I sauté the mushrooms in that aromatic shallot oil, along with a cube of butter for some extra rich and nutty flavor. Once they've begun to sizzle, after about five to 10 minutes, I stir in some minced garlic, then add flour to thicken the base, stirring until it forms a light golden-blond roux.

Whisking in a mixture of heavy cream, chicken stock, lemon juice, and soy sauce adds richness, moisture, acidity, and a burst of umami that coaxes out the mushrooms' natural savory character. I bring the sauce to a boil, then simmer until its consistency is slightly thinner than pancake batter.

Step 3: Use Fresh Green Beans

Blanched green beans in a metal bowl

Using fresh green beans is hands down the simplest way to upgrade your casserole.
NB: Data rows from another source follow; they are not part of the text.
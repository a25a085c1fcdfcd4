//! Slot extraction: model numbers, part numbers and appliance type.
//!
//! Model numbers are tried in a fixed order, and the first valid hit wins:
//!
//! 1. `BASE (REV)` revision form, e.g. `WRF535SWHZ (00)`;
//! 2. `my <X> model`;
//! 3. a `model number` / `model #` / `model is` trigger;
//! 4. the whole message being a single model-like token;
//! 5. the first model-like token anywhere in the message.
//!
//! A PartSelect part number (`PS` + digits) is never taken as a model.
//! Prior turns are consulted when the current message has no slot: the
//! last two user turns for a model, every user turn for a part, and for
//! compatibility follow-ups the part named in the last assistant turn.

use regex::Regex;
use std::sync::LazyLock;

use crate::models::{ApplianceType, ChatMessage, Role};

const TOKEN: &str = r"[A-Z0-9][A-Z0-9\-]{4,24}";

static PS_NUMBER: LazyLock<Regex> =
    LazyLock::new(|| Regex::new(r"(?i)\bPS\d{5,15}\b").expect("valid regex"));

static PS_EXACT: LazyLock<Regex> =
    LazyLock::new(|| Regex::new(r"(?i)^PS\d{5,15}$").expect("valid regex"));

static PART_TRIGGER: LazyLock<Regex> = LazyLock::new(|| {
    Regex::new(r"(?i)\bpart\s*(?:number|no\.?|#)\s*(?:is|:)?\s*([A-Z0-9][A-Z0-9\-]{3,24})\b")
        .expect("valid regex")
});

static MODEL_REVISION: LazyLock<Regex> = LazyLock::new(|| {
    Regex::new(&format!(r"(?i)\b({})\s*\(\s*(\d{{1,4}})\s*\)", TOKEN)).expect("valid regex")
});

static MY_X_MODEL: LazyLock<Regex> = LazyLock::new(|| {
    Regex::new(&format!(r"(?i)\bmy\s+({})\s+model\b", TOKEN)).expect("valid regex")
});

static MODEL_TRIGGER: LazyLock<Regex> = LazyLock::new(|| {
    Regex::new(&format!(
        r"(?i)\b(?:model|serial|unit)\s*(?:number|no\.?|#)?\s*(?:is|:)?\s*({})\b",
        TOKEN
    ))
    .expect("valid regex")
});

static WHOLE_MODEL: LazyLock<Regex> =
    LazyLock::new(|| Regex::new(&format!(r"(?i)^{}$", TOKEN)).expect("valid regex"));

static MODEL_CANDIDATE: LazyLock<Regex> =
    LazyLock::new(|| Regex::new(&format!(r"(?i)\b{}\b", TOKEN)).expect("valid regex"));

static COMPAT_WORDS: LazyLock<Regex> = LazyLock::new(|| {
    Regex::new(r"(?i)\b(compatible|compatibility|fit|fits)\b").expect("valid regex")
});

static ASSISTANT_PART: LazyLock<Regex> = LazyLock::new(|| {
    Regex::new(r"(?i)(?:PartSelect:\s*|Part\s*#\s*|Part\s+)(PS\d{5,15})").expect("valid regex")
});

static DISHWASHER_WORDS: LazyLock<Regex> = LazyLock::new(|| {
    Regex::new(r"(?i)\b(dishwasher|dish\s+washer|dishwashing)\b").expect("valid regex")
});

static REFRIGERATOR_WORDS: LazyLock<Regex> = LazyLock::new(|| {
    Regex::new(r"(?i)\b(refrigerator|fridge|freezer|ice\s*maker)\b").expect("valid regex")
});

const MODEL_SKIP: &[&str] = &[
    "PART",
    "REPAIR",
    "HELP",
    "COOLING",
    "WARM",
    "FRIDGE",
    "DISHWASHER",
    "REFRIGERATOR",
];

const PART_SKIP: &[&str] = &[
    "REPLACE",
    "PART",
    "PARTS",
    "INSTALL",
    "INSTALLATION",
    "HOW",
    "IT",
    "COMPATIBLE",
    "COMPATIBILITY",
    "MODEL",
];

/// A model number with its optional manufacturer revision.
#[derive(Debug, Clone, PartialEq, Eq)]
pub struct ModelRef {
    pub base: String,
    pub revision: Option<String>,
}

impl ModelRef {
    fn new(base: &str) -> Self {
        Self {
            base: normalize(base),
            revision: None,
        }
    }
}

/// Slots found in a message and its history.
#[derive(Debug, Clone, Default, PartialEq, Eq)]
pub struct ExtractedSlots {
    pub model: Option<ModelRef>,
    pub part_number: Option<String>,
    pub appliance_type: Option<ApplianceType>,
}

fn normalize(s: &str) -> String {
    s.trim().to_ascii_uppercase()
}

/// Whether `s` could be an appliance model number.
pub fn is_valid_model_number(s: &str) -> bool {
    let s = s.trim();
    if s.len() < 5 || s.len() > 25 {
        return false;
    }
    let upper = s.to_ascii_uppercase();
    if MODEL_SKIP.contains(&upper.as_str()) || PS_EXACT.is_match(&upper) {
        return false;
    }
    s.chars().any(|c| c.is_ascii_digit())
        && s.chars().all(|c| c.is_ascii_alphanumeric() || c == '-')
}

/// Whether `s` could be a PartSelect or manufacturer part number.
pub fn is_valid_part_number(s: &str) -> bool {
    let s = s.trim();
    if PS_EXACT.is_match(s) {
        return true;
    }
    let upper = s.to_ascii_uppercase();
    (4..=25).contains(&s.len())
        && !PART_SKIP.contains(&upper.as_str())
        && s.chars().any(|c| c.is_ascii_digit())
        && s.chars().all(|c| c.is_ascii_alphanumeric() || c == '-')
}

/// Extract a model number from a single message.
pub fn extract_model(message: &str) -> Option<ModelRef> {
    let msg = message.trim();
    if msg.is_empty() {
        return None;
    }

    for caps in MODEL_REVISION.captures_iter(msg) {
        if is_valid_model_number(&caps[1]) {
            return Some(ModelRef {
                base: normalize(&caps[1]),
                revision: Some(caps[2].to_string()),
            });
        }
    }

    let triggered = MY_X_MODEL
        .captures_iter(msg)
        .chain(MODEL_TRIGGER.captures_iter(msg))
        .map(|caps| caps[1].to_string())
        .find(|c| is_valid_model_number(c));
    if let Some(candidate) = triggered {
        return Some(ModelRef::new(&candidate));
    }

    if WHOLE_MODEL.is_match(msg) && is_valid_model_number(msg) {
        return Some(ModelRef::new(msg));
    }

    // A token already taken as the part number is never the model.
    let part = extract_part_number(msg);
    MODEL_CANDIDATE
        .find_iter(msg)
        .map(|m| m.as_str())
        .filter(|c| part.as_deref() != Some(normalize(c).as_str()))
        .find(|c| is_valid_model_number(c))
        .map(ModelRef::new)
}

/// Extract a part number from a single message. PartSelect numbers win
/// over manufacturer numbers.
pub fn extract_part_number(message: &str) -> Option<String> {
    if let Some(m) = PS_NUMBER.find(message) {
        return Some(normalize(m.as_str()));
    }
    PART_TRIGGER
        .captures_iter(message)
        .map(|caps| caps[1].to_string())
        .find(|c| is_valid_part_number(c))
        .map(|c| normalize(&c))
}

/// Appliance named in the message. Dishwasher words are checked first.
pub fn detect_appliance(message: &str) -> Option<ApplianceType> {
    if DISHWASHER_WORDS.is_match(message) {
        Some(ApplianceType::Dishwasher)
    } else if REFRIGERATOR_WORDS.is_match(message) {
        Some(ApplianceType::Refrigerator)
    } else {
        None
    }
}

/// PartSelect number mentioned by the assistant, for "does it fit?" turns.
fn part_from_assistant(last_assistant: &str) -> Option<String> {
    ASSISTANT_PART
        .captures(last_assistant)
        .map(|caps| normalize(&caps[1]))
        .or_else(|| PS_NUMBER.find(last_assistant).map(|m| normalize(m.as_str())))
}

/// Extract slots from the current message, falling back to history.
pub fn extract_slots(message: &str, history: &[ChatMessage]) -> ExtractedSlots {
    let user_turns: Vec<&str> = history
        .iter()
        .rev()
        .filter(|m| m.role == Role::User)
        .map(|m| m.content.as_str())
        .collect();
    let last_assistant = history
        .iter()
        .rev()
        .find(|m| m.role == Role::Assistant)
        .map(|m| m.content.as_str())
        .unwrap_or("");

    let model = extract_model(message)
        .or_else(|| user_turns.iter().take(2).find_map(|t| extract_model(t)));

    let mut part_number = extract_part_number(message)
        .or_else(|| user_turns.iter().find_map(|t| extract_part_number(t)));
    if part_number.is_none() && COMPAT_WORDS.is_match(message) {
        part_number = part_from_assistant(last_assistant);
    }

    let appliance_type = detect_appliance(message)
        .or_else(|| user_turns.iter().find_map(|t| detect_appliance(t)));

    ExtractedSlots {
        model,
        part_number,
        appliance_type,
    }
}

// ============ PartSelect URLs ============

pub const PARTSELECT_BASE: &str = "https://www.partselect.com";

/// Model page, with the revision path segment when known.
pub fn model_page_url(base: &str, revision: Option<&str>) -> String {
    let base = normalize(base);
    match revision {
        Some(rev) => format!("{}/Models/{}/MFGModelNumber/{}/", PARTSELECT_BASE, base, rev),
        None => format!("{}/Models/{}/", PARTSELECT_BASE, base),
    }
}

/// Site search for a part or model number.
pub fn search_url(term: &str) -> String {
    format!("{}/Search.aspx?SearchTerm={}", PARTSELECT_BASE, normalize(term))
}

/// Product image path used when the catalog row has no image.
pub fn part_image_url(partselect_number: &str) -> String {
    format!(
        "{}/PartSelectImages/{}.jpg",
        PARTSELECT_BASE,
        normalize(partselect_number)
    )
}
//! HTTP chat server.
//!
//! # Endpoints
//!
//! | Method | Path | Description |
//! |--------|------|-------------|
//! | `POST` | `/chat` | One chat turn, JSON response |
//! | `POST` | `/chat/stream` | Same turn as Server-Sent Events |
//! | `GET`  | `/health` | Health check (returns version) |
//!
//! Request body:
//!
//! ```json
//! { "message": "Is PS11752778 compatible with WDT780SAEM1?",
//!   "history": [{ "role": "user", "content": "..." }],
//!   "session_id": "optional" }
//! ```
//!
//! # Streaming
//!
//! `/chat/stream` emits `scope`, `message`, `sources` (JSON citations),
//! `product_cards` (JSON) and a terminal `done`. Redirected messages emit
//! only `scope`, `message` and `done`. The pipeline runs inside the event
//! stream, so a client disconnect drops it along with any outstanding
//! external calls for that request.
//!
//! # Error Contract
//!
//! ```json
//! { "error": { "code": "bad_request", "message": "message must not be empty" } }
//! ```
//!
//! Only malformed requests are errors. Everything the engine hits at run
//! time degrades into a normal `200` answer.
//!
//! # CORS
//!
//! All origins, methods, and headers are permitted for the browser chat
//! widget.

use axum::{
    extract::{rejection::JsonRejection, State},
    http::StatusCode,
    response::{
        sse::{Event, KeepAlive, Sse},
        IntoResponse, Response,
    },
    routing::{get, post},
    Json, Router,
};
use futures::stream::{self, Stream, StreamExt};
use serde::{Deserialize, Serialize};
use std::convert::Infallible;
use tower_http::cors::{Any, CorsLayer};
use tracing::info;

use partselect_core::models::ChatMessage;

use crate::config::Config;
use crate::db;
use crate::pipeline::{ChatResponse, Engine};

/// Starts the chat server on `[server].bind`. Runs until the process exits.
pub async fn run_server(config: &Config) -> anyhow::Result<()> {
    let pool = db::connect(config).await?;
    let engine = Engine::from_config(config, pool).await?;
    let app = router(engine);

    let bind_addr = &config.server.bind;
    println!("Chat server listening on http://{}", bind_addr);

    let listener = tokio::net::TcpListener::bind(bind_addr).await?;
    axum::serve(listener, app).await?;
    Ok(())
}

/// The application routes over a shared engine.
pub fn router(engine: Engine) -> Router {
    let cors = CorsLayer::new()
        .allow_origin(Any)
        .allow_methods(Any)
        .allow_headers(Any);

    Router::new()
        .route("/chat", post(handle_chat))
        .route("/chat/stream", post(handle_chat_stream))
        .route("/health", get(handle_health))
        .layer(cors)
        .with_state(engine)
}

// ============ Error response ============

#[derive(Serialize)]
struct ErrorBody {
    error: ErrorDetail,
}

#[derive(Serialize)]
struct ErrorDetail {
    code: String,
    message: String,
}

struct AppError {
    status: StatusCode,
    code: String,
    message: String,
}

impl IntoResponse for AppError {
    fn into_response(self) -> Response {
        let body = ErrorBody {
            error: ErrorDetail {
                code: self.code,
                message: self.message,
            },
        };
        (self.status, Json(body)).into_response()
    }
}

fn bad_request(message: impl Into<String>) -> AppError {
    AppError {
        status: StatusCode::BAD_REQUEST,
        code: "bad_request".to_string(),
        message: message.into(),
    }
}

// ============ Request ============

#[derive(Debug, Deserialize)]
struct ChatRequest {
    #[serde(default)]
    message: String,
    #[serde(default)]
    history: Vec<ChatMessage>,
    #[serde(default)]
    session_id: Option<String>,
}

fn validate(payload: Result<Json<ChatRequest>, JsonRejection>) -> Result<ChatRequest, AppError> {
    let Json(req) = payload.map_err(|e| bad_request(e.body_text()))?;
    if req.message.trim().is_empty() {
        return Err(bad_request("message must not be empty"));
    }
    Ok(req)
}

// ============ POST /chat ============

async fn handle_chat(
    State(engine): State<Engine>,
    payload: Result<Json<ChatRequest>, JsonRejection>,
) -> Result<Json<ChatResponse>, AppError> {
    let req = validate(payload)?;
    info!(session = req.session_id.as_deref().unwrap_or("-"), "chat request");
    Ok(Json(engine.respond(&req.message, req.history).await))
}

// ============ POST /chat/stream ============

async fn handle_chat_stream(
    State(engine): State<Engine>,
    payload: Result<Json<ChatRequest>, JsonRejection>,
) -> Result<Sse<impl Stream<Item = Result<Event, Infallible>>>, AppError> {
    let req = validate(payload)?;
    info!(session = req.session_id.as_deref().unwrap_or("-"), "chat stream request");

    let events = stream::once(async move { engine.respond(&req.message, req.history).await })
        .flat_map(|response| stream::iter(response_events(&response)))
        .map(Ok::<_, Infallible>);
    Ok(Sse::new(events).keep_alive(KeepAlive::default()))
}

/// The event sequence for one response.
fn response_events(response: &ChatResponse) -> Vec<Event> {
    let mut events = vec![
        Event::default()
            .event("scope")
            .data(response.scope_label.as_str()),
        Event::default().event("message").data(&response.content),
    ];
    if response.scope_label.is_in_scope() {
        let sources = serde_json::to_string(&response.citations).unwrap_or_else(|_| "[]".into());
        let cards = serde_json::to_string(&response.product_cards).unwrap_or_else(|_| "[]".into());
        events.push(Event::default().event("sources").data(sources));
        events.push(Event::default().event("product_cards").data(cards));
    }
    events.push(Event::default().event("done").data("[DONE]"));
    events
}

// ============ GET /health ============

#[derive(Serialize)]
struct HealthResponse {
    status: String,
    version: String,
}

async fn handle_health() -> Json<HealthResponse> {
    Json(HealthResponse {
        status: "ok".to_string(),
        version: env!("CARGO_PKG_VERSION").to_string(),
    })
}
For the brightest flavor and a crisp-tender texture, I blanch the trimmed beans in salted boiling water for five minutes, then shock them in an ice bath to halt the cooking process.

Step 4: Putting It All Together

Assembling the casserole couldn't be simpler: Just combine the green beans, mushrooms, and a cup of the shallots in a bowl, and stir to evenly distribute all the ingredients. Transfer the mixture to a baking dish, bake at 350°F (180°C) for 15 to 20 minutes until it's hot and bubbly, and top with more shallots to serve.

How to Make Green Bean Casserole Ahead of Time

Finished green bean casserole topped with crispy fried shallots

If you want to help streamline your Thanksgiving Day prep, making your green bean casserole in advance is a no-brainer. Start with the fried shallots, which can be made up to one month in advance and kept in an airtight container. The mushroom sauce (steps six through 10 in the attached recipe) can also be made up to four days in advance.

Two days before serving, you can assemble the entire thing—beans, mushroom sauce, and one cup of the fried shallots—in a baking dish and refrigerate. To complete the casserole, cover the dish with foil and stick it in a preheated 350°F (180°C) oven until hot, about 30 minutes. Uncover and continue cooking until it's bubbly, about 10 minutes longer. Top with an additional cup of fried shallots, then serve.